* [Supplied material]:

+---+

//! create-gitops-prs
//!
//! Renders every gitops target of a release branch into its release train's
//! deployment branch, pushes the images those trains depend on, and opens a
//! deployment pull request per changed branch.

use std::path::PathBuf;
use std::sync::Arc;

use anyhow::{Context, Result};
use clap::Parser;
use tracing::{info, Level};

use prer_core::{
    connect, filters_from_flags, Bazel, BazelTaskRunner, BitbucketConfig, GitHost, GitHubConfig,
    GitLabConfig, HostingConfig, PrerConfig, PromoteOutcome, Promoter, PushExecutor, SystemGit,
};

#[derive(Parser, Debug)]
#[command(name = "create-gitops-prs")]
#[command(author = "Stevedores Org")]
#[command(version = prer_core::VERSION)]
#[command(about = "Promote rendered deployments into release train branches and open PRs", long_about = None)]
struct Cli {
    /// Filter gitops targets by release branch
    #[arg(long = "release_branch", default_value = "master")]
    release_branch: String,

    /// Build tool binary to use
    #[arg(long = "bazel_cmd", default_value = "tools/bazel")]
    bazel_cmd: String,

    /// Path to the workspace root (default: current directory)
    #[arg(long)]
    workspace: Option<PathBuf>,

    /// GitOps repository location
    #[arg(long = "git_repo", default_value = "")]
    git_repo: String,

    /// Local mirror of the GitOps repository used as clone reference
    #[arg(long = "git_mirror")]
    git_mirror: Option<String>,

    /// Location of the deployment files inside the repository
    #[arg(long = "gitops_path", default_value = "cloud")]
    gitops_path: String,

    /// Parent directory of the temporary checkout (default: system temp)
    #[arg(long = "gitops_tmpdir")]
    gitops_tmpdir: Option<PathBuf>,

    /// Use this directory for the checkout instead of a temporary one
    #[arg(long = "gitopsdir")]
    gitopsdir: Option<PathBuf>,

    /// Target pattern to scan
    #[arg(long, default_value = "//... except //experimental/...")]
    target: String,

    /// Number of image pushes to perform concurrently
    #[arg(long = "push_parallelism", default_value_t = 1)]
    push_parallelism: usize,

    /// Base branch of every deployment branch and target of every PR
    #[arg(long = "gitops_pr_into", default_value = "master")]
    gitops_pr_into: String,

    /// Title of deployment PRs (default: "GitOps deployment <branch>")
    #[arg(long = "gitops_pr_title", default_value = "")]
    gitops_pr_title: String,

    /// Body of deployment PRs (default: the branch name)
    #[arg(long = "gitops_pr_body", default_value = "")]
    gitops_pr_body: String,

    /// Branch name recorded in commit messages
    #[arg(long = "branch_name", default_value = "unknown")]
    branch_name: String,

    /// Commit recorded in commit messages
    #[arg(long = "git_commit", default_value = "unknown")]
    git_commit: String,

    /// Prefix of every deployment branch name
    #[arg(long = "deploy_branch_prefix", default_value = "deploy/")]
    deploy_branch_prefix: String,

    /// Suffix of every deployment branch name
    #[arg(long = "deployment_branch_suffix", default_value = "")]
    deployment_branch_suffix: String,

    /// Hosting API: bitbucket, github or gitlab
    #[arg(long = "git_server", default_value = "bitbucket")]
    git_server: String,

    /// Dependency kind to push (repeatable; default k8s_container_push and push_oci)
    #[arg(long = "gitops_dependencies_kind")]
    gitops_dependencies_kind: Vec<String>,

    /// Dependency name pattern to push (repeatable)
    #[arg(long = "gitops_dependencies_name")]
    gitops_dependencies_name: Vec<String>,

    /// Dependency attribute to push, as attribute[=value] (repeatable)
    #[arg(long = "gitops_dependencies_attr")]
    gitops_dependencies_attr: Vec<String>,

    /// Pre-resolved push command (repeatable); skips the dependency query
    #[arg(long = "resolved_push")]
    resolved_push: Vec<String>,

    /// Pre-resolved gitops binary as train:command (repeatable); skips discovery
    #[arg(long = "resolved_binary")]
    resolved_binary: Vec<String>,

    /// Commit locally but do not push branches or create PRs
    #[arg(long = "dry_run")]
    dry_run: bool,

    /// GitHub repository owner
    #[arg(long = "github_repo_owner", env = "GITHUB_REPO_OWNER", default_value = "")]
    github_repo_owner: String,

    /// GitHub repository name
    #[arg(long = "github_repo", env = "GITHUB_REPO", default_value = "")]
    github_repo: String,

    /// GitHub access token
    #[arg(long = "github_access_token", env = "GITHUB_TOKEN", default_value = "", hide_env_values = true)]
    github_access_token: String,

    /// GitHub Enterprise host (empty for github.com)
    #[arg(long = "github_enterprise_host", env = "GITHUB_ENTERPRISE_HOST", default_value = "")]
    github_enterprise_host: String,

    /// GitLab base URL
    #[arg(long = "gitlab_host", env = "GITLAB_HOST", default_value = "https://gitlab.com")]
    gitlab_host: String,

    /// GitLab project path, e.g. group/gitops
    #[arg(long = "gitlab_repo", env = "GITLAB_REPO", default_value = "")]
    gitlab_repo: String,

    /// GitLab access token
    #[arg(long = "gitlab_access_token", env = "GITLAB_TOKEN", default_value = "", hide_env_values = true)]
    gitlab_access_token: String,

    /// Bitbucket Server pull request endpoint
    #[arg(long = "bitbucket_api_pr_endpoint", env = "BITBUCKET_API_PR_ENDPOINT", default_value = "")]
    bitbucket_api_pr_endpoint: String,

    /// Bitbucket user
    #[arg(long = "bitbucket_user", env = "BITBUCKET_USER", default_value = "")]
    bitbucket_user: String,

    /// Bitbucket password
    #[arg(long = "bitbucket_password", env = "BITBUCKET_PASSWORD", default_value = "", hide_env_values = true)]
    bitbucket_password: String,

    /// Enable verbose output
    #[arg(short, long)]
    verbose: bool,

    /// Emit JSON-formatted log lines
    #[arg(long = "json-logs")]
    json_logs: bool,
}

impl Cli {
    /// Resolve every flag into the run configuration. Fails before any work
    /// starts on an unknown git server or malformed resolved values.
    fn into_config(self) -> Result<PrerConfig> {
        let git_host = self
            .git_server
            .parse::<GitHost>()
            .context("invalid --git_server")?;
        let dependency_filters = filters_from_flags(
            &self.gitops_dependencies_kind,
            &self.gitops_dependencies_name,
            &self.gitops_dependencies_attr,
        );

        let config = PrerConfig {
            release_branch: self.release_branch,
            bazel_cmd: self.bazel_cmd,
            workspace: self.workspace.unwrap_or_else(|| PathBuf::from(".")),
            git_repo: self.git_repo,
            git_mirror: self.git_mirror,
            gitops_path: self.gitops_path,
            gitops_tmpdir: self.gitops_tmpdir.unwrap_or_else(std::env::temp_dir),
            gitops_dir: self.gitopsdir,
            target: self.target,
            push_parallelism: self.push_parallelism,
            pr_into: self.gitops_pr_into,
            pr_title: self.gitops_pr_title,
            pr_body: self.gitops_pr_body,
            branch_name: self.branch_name,
            git_commit: self.git_commit,
            deploy_branch_prefix: self.deploy_branch_prefix,
            deployment_branch_suffix: self.deployment_branch_suffix,
            git_host,
            hosting: HostingConfig {
                github: GitHubConfig {
                    repo_owner: self.github_repo_owner,
                    repo: self.github_repo,
                    access_token: self.github_access_token,
                    enterprise_host: self.github_enterprise_host,
                    api_url: None,
                },
                gitlab: GitLabConfig {
                    host: self.gitlab_host,
                    repo: self.gitlab_repo,
                    access_token: self.gitlab_access_token,
                },
                bitbucket: BitbucketConfig {
                    api_pr_endpoint: self.bitbucket_api_pr_endpoint,
                    user: self.bitbucket_user,
                    password: self.bitbucket_password,
                },
            },
            dependency_filters,
            dry_run: self.dry_run,
            ..PrerConfig::default()
        }
        .with_resolved_binaries(&self.resolved_binary)
        .context("invalid --resolved_binary")?
        .with_resolved_pushes(&self.resolved_push)
        .context("invalid --resolved_push")?
        .with_absolute_paths()
        .context("cannot resolve the workspace directory")?;

        config.validate().context("invalid configuration")?;
        Ok(config)
    }
}

async fn run(config: PrerConfig) -> Result<PromoteOutcome> {
    let server = connect(config.git_host, &config.hosting)
        .with_context(|| format!("Failed to set up {} client", config.git_host))?;
    let bazel = Bazel::new(config.bazel_cmd.clone(), config.workspace.clone());
    let pushes = PushExecutor::new(
        Arc::new(BazelTaskRunner::new(bazel.clone())),
        config.push_parallelism,
    );

    let promoter = Promoter::new(
        Arc::new(config),
        Arc::new(bazel),
        Arc::new(SystemGit),
        pushes,
        server,
    );
    promoter.run().await.context("GitOps promotion failed")
}

#[tokio::main]
async fn main() {
    let cli = Cli::parse();

    let level = if cli.verbose {
        Level::DEBUG
    } else {
        Level::INFO
    };
    prer_core::init_tracing(cli.json_logs, level);

    let result = match cli.into_config() {
        Ok(config) => run(config).await,
        Err(e) => Err(e),
    };

    match result {
        Ok(PromoteOutcome::Promoted(result)) => {
            info!(branches = ?result.updated_branches, "promotion complete");
        }
        Ok(_) => {}
        Err(e) => {
            eprintln!("create-gitops-prs: {e:#}");
            std::process::exit(1);
        }
    }
}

+---+

* [Assigned task]:
Up to and including the line that holds "use std::sync::Arc;", reproduce the records above exactly from their first line, and give nothing else.

* [Answer space]:
//! create-gitops-prs
//!
//! Renders every gitops target of a release branch into its release train's
//! deployment branch, pushes the images those trains depend on, and opens a
//! deployment pull request per changed branch.

use std::path::PathBuf;
use std::sync::Arc;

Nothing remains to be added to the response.